Imagine you are a high school student. Your goals are set and your future is planned. Then, from nowhere and for no reason, you begin to hear voices inside your head. There is no one in the room. The television and radio are turned off. Over time, the voices grow louder. You start thinking someone is watching you and following you. These experiences occur more often. You see your doctor and are told "You have schizophrenia". What can be done? Antipsychotic drugs can control the voices and hallucinations. Drugs are also needed to control the side effects of antipsychotic drugs. When you receive the drugs, you feel sleepy. You can't concentrate. You sleep and eat more. It's a repeated cycle of feeling better and feeling tired. You can't keep up in school so you drop out.

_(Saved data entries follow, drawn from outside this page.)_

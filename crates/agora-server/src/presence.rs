use std::collections::HashSet;
use std::sync::{Mutex, PoisonError};

/// Who is currently connected.  The chat service asks it whether a message
/// can be delivered right away.
pub trait Presence: Send + Sync {
    fn is_online(&self, user_id: &str) -> bool;
    fn set_online(&self, user_id: &str, online: bool);
}

/// Process-local presence table.
#[derive(Debug, Default)]
pub struct InMemoryPresence {
    online: Mutex<HashSet<String>>,
}

impl InMemoryPresence {
    pub fn new() -> Self {
        Self::default()
    }

    pub fn online_count(&self) -> usize {
        self.online.lock().unwrap_or_else(PoisonError::into_inner).len()
    }
}

impl Presence for InMemoryPresence {
    fn is_online(&self, user_id: &str) -> bool {
        self.online
            .lock()
            .unwrap_or_else(PoisonError::into_inner)
            .contains(user_id)
    }

    fn set_online(&self, user_id: &str, online: bool) {
        let mut set = self.online.lock().unwrap_or_else(PoisonError::into_inner);
        if online {
            set.insert(user_id.to_string());
        } else {
            set.remove(user_id);
        }
    }
}
use crate::collection::{DocumentStore, ReadCollection, WriteCollection};
use crate::error::Result;
use crate::models::{Message, MessageField};
use crate::query::Predicate;

#[derive(Clone)]
pub struct MessageRepository {
    store: DocumentStore<Message>,
}

impl MessageRepository {
    pub fn new(store: DocumentStore<Message>) -> Self {
        Self { store }
    }

    /// All messages of a conversation, oldest first.  Messages with equal
    /// timestamps keep their stored order.
    pub fn find_by_conversation_id(&self, conversation_id: &str) -> Result<Vec<Message>> {
        let mut messages =
            self.find_where(&Predicate::eq(MessageField::ConversationId, conversation_id))?;
        messages.sort_by_key(|m| m.timestamp);
        Ok(messages)
    }

    /// Messages in `chat_id` sent by someone other than `user_id` that were
    /// not delivered.
    pub fn count_unread_by_chat(&self, chat_id: &str, user_id: &str) -> Result<usize> {
        let predicate = Predicate::eq(MessageField::ConversationId, chat_id)
            .and(Predicate::eq(MessageField::Delivered, false));
        Ok(self
            .find_where(&predicate)?
            .into_iter()
            .filter(|m| m.sender_id != user_id)
            .count())
    }

    /// Flag every undelivered message `reader_id` received in `chat_id` as
    /// delivered, in a single write.  Returns how many were flagged.
    pub fn mark_delivered(&self, chat_id: &str, reader_id: &str) -> Result<usize> {
        self.update_where(|m| {
            if m.conversation_id != chat_id || m.sender_id == reader_id || m.delivered {
                return false;
            }
            m.delivered = true;
            true
        })
    }
}

impl ReadCollection<Message> for MessageRepository {
    fn documents(&self) -> &DocumentStore<Message> {
        &self.store
    }
}

impl WriteCollection<Message> for MessageRepository {}
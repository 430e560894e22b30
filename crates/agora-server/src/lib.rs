//! # agora-server
//!
//! Application layer of the Agora backend, on top of `agora-store`:
//! - **Configuration** from environment variables (database key, data path)
//! - **Accounts**: signup with Argon2-hashed passwords, login, status
//! - **Chats**: direct chats, presence-aware delivery, unread counts
//! - **Posts**: post creation and the enriched feed
//! - **Tags**: read-only reference data
//!
//! Services serialize their writes per collection through
//! [`CollectionLocks`], since the store itself takes no locks.

pub mod accounts;
pub mod chat;
pub mod config;
pub mod error;
pub mod locks;
pub mod posts;
pub mod presence;
pub mod tags;

pub use accounts::AccountService;
pub use chat::{ChatService, ChatSummary};
pub use config::AppConfig;
pub use error::{ConfigError, ServiceError};
pub use locks::CollectionLocks;
pub use posts::{FeedItem, PostService};
pub use presence::{InMemoryPresence, Presence};
pub use tags::TagService;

This is what happens in Canada everyday. Someone is diagnosed with a mental illness or disorder. Whatever dreams they had are soon diminished. Their life is reduced to visits to their medical doctor, psychiatrist, psychiatric nurse, social worker, and welfare worker. Their self worth is reduced because they can't work or attend school. Friends, family, and others may avoid them and they become isolated. Why? People don't have information on mental illness or are misinformed.

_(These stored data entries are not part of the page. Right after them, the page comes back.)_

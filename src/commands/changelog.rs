//! `shiprail changelog`: preview the notes for the next release

use crate::core::context::ReleaseContext;
use crate::core::error::RailResult;
use crate::core::vcs::SourceControl;
use crate::release::changelog::{self, RepoLinks};
use crate::release::tags;
use crate::utils;
use std::path::Path;

/// Print the changelog between two refs
///
/// `from` defaults to the component's latest release tag (or the first
/// commit when there is none); `to` defaults to HEAD.
pub fn run_changelog(ctx: &ReleaseContext, component: &str, from: Option<String>, to: Option<String>) -> RailResult<()> {
  let config = ctx.load_component(component)?;
  let git = ctx.git();
  let format = ctx.settings.tagging.format;

  let from = match from {
    Some(from) => Some(from),
    None => {
      let existing = git.list_tags(&tags::tag_glob(format, &config.name))?;
      tags::latest_tag(&existing, format, &config.name)
    }
  };
  let to = to.unwrap_or_else(|| "HEAD".to_string());

  let path_filter =
    (!config.path.as_os_str().is_empty() && config.path != Path::new(".")).then_some(config.path.as_path());
  let log = changelog::generate(&git, from.as_deref(), &to, path_filter)?;

  let base = match &config.repository {
    Some(repository) => Some(repository.web_url()),
    None => git
      .remote_url(&ctx.settings.workspace.git_remote)?
      .and_then(|url| utils::repo_web_url(&url)),
  };

  eprintln!(
    "📝 {}: {} commit(s) from {} to {}",
    config.display_name(),
    log.len(),
    from.as_deref().unwrap_or("the first commit"),
    to
  );

  if log.is_empty() {
    println!("No changes.");
  } else {
    print!("{}", changelog::format(&log, &RepoLinks::new(base)));
  }
  Ok(())
}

An important link to recovery for people with a mental illness is knowledge. It is not the person with a mental illness who needs the knowledge but those people who can help him to recovery. Many people with a mental illness have education goals but have very low literacy skills. They need literacy workers. Literacy workers need information on tutoring learners with a mental illness. Two excellent resources are Just Ask! A handbook for instructors of students being treated for mental disorders by Howard Davidson and Am I Welcome Here by Julia Rogers. Research is being done on supported education programs in many colleges and universities. The Centre for Psychiatric Rehabilitation at Boston University has a website for adult educators giving them information, tips, articles, etc. The website is at: http://www.bu.educ/sarpsych
The Canadian Mental Health Association has branches across Canada. The branches provide services for people with a mental illness. Staff can also answer questions and offer support. The national office has a website (http://www.cmha.ca) which provides links to other branches and mental health sites. If you are a literacy worker and need assistance, the Canadian Mental Health Association in Melfort, Saskatchewan has a resource library. Materials are available on loan by request. If you are looking for information on the Internet, there is no site linking literacy and mental illness or adult education and psychiatric disabilities. With this project, we hope to see one soon.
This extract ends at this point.